C’est-à-dire que l’équipe n’est pas constituée en amont, à partir d’un texte. Elle se forme au fur et à mesure de ces étapes de travail. Il y a une première étape qui est celle de la rencontre, des rencontres ; il y a une deuxième étape qui est celle de l’élaboration du scénario, et puis il y a une troisième étape qui est la mise en chantier pour la création finale. Ces trois étapes sont interpénétrées en permanence parce que, dans la première étape, peut commencer à s’élaborer le scenario et peut déjà se décider qu’il y aura certains éléments porteurs dans la création. Tout fait théâtre. Les vêtements des personnes, les couleurs, les ambiances, les formes, les odeurs, les espaces, etc., tout peut constituer des éléments pour composer cette forme. Il peut y avoir de la danse, il peut y avoir un film, pendant 10 mn peut défiler une vidéo, parce que peut-être qu’une personne qui est apparue passionnante dans son témoignage, mais qui ne veut pas monter sur scène, peut témoigner au travers de l’image… mais ça peut être aussi des paysages par ce qu’ils évoquent, une chanson, une musique, proposées par un participant. Ce n’est pas une histoire qui émerge, mais ce sont des histoires, des fragments d’histoire. L’habitant est maître de son propos, de sa proposition. Ce qu’on peut faire c’est l’accompagner, pour qu’il le mette en forme. C’est de là que se construit l’esthétique du processus. On ne travaille pas a priori, mais a posteriori, à partir du matériau apporté par les personnes. Ce théâtre-là casse la frontière entre le sujet et l’acteur, le personnage et l’acteur. Il n’y a pas de personnage, intrinsèquement.

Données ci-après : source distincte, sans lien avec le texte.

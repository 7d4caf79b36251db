// ABOUTME: Criterion benchmarks for per-frame form analysis
// ABOUTME: Measures geometry helpers, feedback delivery, each analyzer and the session coordinator
//
// SPDX-License-Identifier: MIT OR Apache-2.0
// Copyright (c) 2025 Pierre Fitness Intelligence

//! Criterion benchmarks for per-frame form analysis.
//!
//! A camera delivers 30 frames per second, so one analyzer call has a budget
//! of a few milliseconds at most. These benches track how far below it we are.

#![allow(
    clippy::missing_docs_in_private_items,
    clippy::unwrap_used,
    clippy::cast_precision_loss,
    missing_docs
)]

use std::f64::consts::TAU;

use criterion::{black_box, criterion_group, criterion_main, BenchmarkId, Criterion, Throughput};
use pierre_form_coach::intelligence::{build_analyzer, FeedbackManager, FormConfig};
use pierre_form_coach::pose::geometry::{angle, line_straightness, signed_line_offset};
use pierre_form_coach::pose::{Landmark, LandmarkId, Point2};
use pierre_form_coach::{AnalysisCoordinator, ExerciseKind, FeedbackPriority, LandmarkSet};

/// Frames in one synthetic clip (ten seconds at 30 fps)
const CLIP_FRAMES: usize = 300;

const FRAME_DT: f64 = 1.0 / 30.0;

/// A full-body pose that bends and straightens once every `period` frames
fn moving_pose(frame: usize, period: usize) -> LandmarkSet {
    let phase = (frame % period) as f64 / period as f64;
    let bend = 0.5 - 0.5 * (phase * TAU).cos();
    let spread = 0.05 + 0.1 * bend;

    let mut pose = LandmarkId::ALL.iter().fold(LandmarkSet::new(), |set, id| {
        set.with(*id, Landmark::new(0.5, 0.5, 0.0, 0.95))
    });
    let joints = [
        (LandmarkId::LeftShoulder, 0.45, 0.25 + 0.1 * bend),
        (LandmarkId::RightShoulder, 0.55, 0.25 + 0.1 * bend),
        (LandmarkId::LeftElbow, 0.45 - spread, 0.4),
        (LandmarkId::RightElbow, 0.55 + spread, 0.4),
        (LandmarkId::LeftWrist, 0.45 - 2.0 * spread, 0.4 - 0.15 * bend),
        (LandmarkId::RightWrist, 0.55 + 2.0 * spread, 0.4 - 0.15 * bend),
        (LandmarkId::LeftHip, 0.47, 0.55 + 0.1 * bend),
        (LandmarkId::RightHip, 0.53, 0.55 + 0.1 * bend),
        (LandmarkId::LeftKnee, 0.47 - 0.1 * bend, 0.72),
        (LandmarkId::RightKnee, 0.53 + 0.1 * bend, 0.72),
        (LandmarkId::LeftAnkle, 0.47 - spread, 0.9),
        (LandmarkId::RightAnkle, 0.53 + spread, 0.9),
    ];
    for (id, x, y) in joints {
        pose.insert(id, Landmark::new(x, y, 0.0, 0.95));
    }
    pose
}

fn clip() -> Vec<LandmarkSet> {
    (0..CLIP_FRAMES).map(|frame| moving_pose(frame, 45)).collect()
}

fn bench_geometry(c: &mut Criterion) {
    let shoulder = Point2::new(0.3, 0.5);
    let hip = Point2::new(0.55, 0.53);
    let ankle = Point2::new(0.8, 0.5);

    let mut group = c.benchmark_group("geometry");
    group.bench_function("angle", |b| {
        b.iter(|| angle(black_box(shoulder), black_box(hip), black_box(ankle)));
    });
    group.bench_function("signed_line_offset", |b| {
        b.iter(|| signed_line_offset(black_box(hip), black_box(shoulder), black_box(ankle)));
    });
    group.bench_function("line_straightness", |b| {
        b.iter(|| {
            line_straightness(
                black_box(shoulder),
                black_box(hip),
                black_box(ankle),
                black_box(2.0),
            )
        });
    });
    group.finish();
}

fn bench_feedback_manager(c: &mut Criterion) {
    const MESSAGES: [&str; 4] = [
        "Keep your hips up, avoid sagging",
        "Lower your chest closer to the ground",
        "Keep your elbows closer to your body",
        "Keep your head in line with your spine",
    ];

    let mut group = c.benchmark_group("feedback_manager");
    group.throughput(Throughput::Elements(CLIP_FRAMES as u64));
    group.bench_function("record_and_deliver", |b| {
        b.iter(|| {
            let mut manager = FeedbackManager::new(30);
            let mut delivered = 0;
            for frame in 0..CLIP_FRAMES {
                manager.record(MESSAGES[frame % MESSAGES.len()], FeedbackPriority::Medium);
                manager.advance_frame();
                delivered += manager.get(3, 15).len();
            }
            black_box(delivered)
        });
    });
    group.finish();
}

fn bench_analyzers(c: &mut Criterion) {
    let config = FormConfig::default();
    let frames = clip();

    let mut group = c.benchmark_group("analyzer_clip");
    group.throughput(Throughput::Elements(frames.len() as u64));
    for kind in ExerciseKind::ALL {
        group.bench_with_input(BenchmarkId::from_parameter(kind), &frames, |b, frames| {
            b.iter(|| {
                let mut analyzer = build_analyzer(kind, &config);
                for frame in frames {
                    black_box(analyzer.analyze(frame, FRAME_DT));
                }
                analyzer.rep_count()
            });
        });
    }
    group.finish();
}

fn bench_coordinator_session(c: &mut Criterion) {
    let frames = clip();

    let mut group = c.benchmark_group("coordinator");
    group.throughput(Throughput::Elements((frames.len() * 2) as u64));
    group.bench_function("two_exercise_session", |b| {
        b.iter(|| {
            let mut coordinator = AnalysisCoordinator::with_defaults();
            coordinator.select(ExerciseKind::Squat, false);
            for frame in &frames {
                black_box(coordinator.process_frame(frame, FRAME_DT));
            }
            coordinator.select(ExerciseKind::JumpingJack, false);
            for frame in &frames {
                black_box(coordinator.process_frame(frame, FRAME_DT));
            }
            coordinator.end_session()
        });
    });
    group.finish();
}

criterion_group!(
    benches,
    bench_geometry,
    bench_feedback_manager,
    bench_analyzers,
    bench_coordinator_session,
);
criterion_main!(benches);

Artistes − comédiens, danseurs, circassiens, etc. − habitants : à partir du moment où les gens sont sur scène, ils sont professionnels de leur projet. Mais les acteurs professionnels ont une position qui n’est pas celle, classique, de l’acteur, dans le sens d’interprète dramatique. Le positionnement de l’acteur, professionnel ou non, devient objet d’exploration artistique, par le corps, par la voix, par le chant, par la vidéo, par une expression d’action, traduction d’une pensée. Ce témoignage, ce récit, devient objet d’étude pour être traduit ; par le corps, est traduite une sensation véhiculée dans un récit… C’est créer une esthétique et une poétique de travail où le corps de l’acteur est engagé, c’est sortir du témoignage par une transfiguration. C’est une position avec un engagement particulier, parce qu’eux-mêmes − acteurs, artistes − deviennent aussi des porteurs de ce projet, ils ne peuvent être des exécutants mais ils participent activement à son élaboration. Eux-mêmes ont un point de vue sur ce qui est en train de se fabriquer. Engager un acteur pour jouer un texte en étant déconnecté du processus, n’aurait pas de sens ici. Dans cette démarche, les acteurs/habitants s’approprient une part du matériau, prennent en charge une partie du spectacle. Et ce dont on rend compte, c’est bien du processus. La création, c’est le processus mis en forme. Là où on estime que c’est fini.

Il y a effectivement un moment où le laboratoire théâtral s’arrête, se fixe, où se décide que c’est cette étape-là qui devient l’objet à montrer. La création prend forme, prend une forme. C’est un geste à part entière qui est né d’un chantier. Une recherche, sans se fixer sur le résultat. Bien que : « Vous ne devez pas penser au résultat. Mais en même temps, en dernier ressort, vous ne pouvez ignorer le résultat, car objectivement, en art, le facteur décisif est le résultat. Dans ce sens, l’art est immoral. A raison celui qui a un résultat – et c’est là le paradoxe – il ne faut pas le chercher. Si vous le recherchez, vous bloquerez le processus naturel de création »6.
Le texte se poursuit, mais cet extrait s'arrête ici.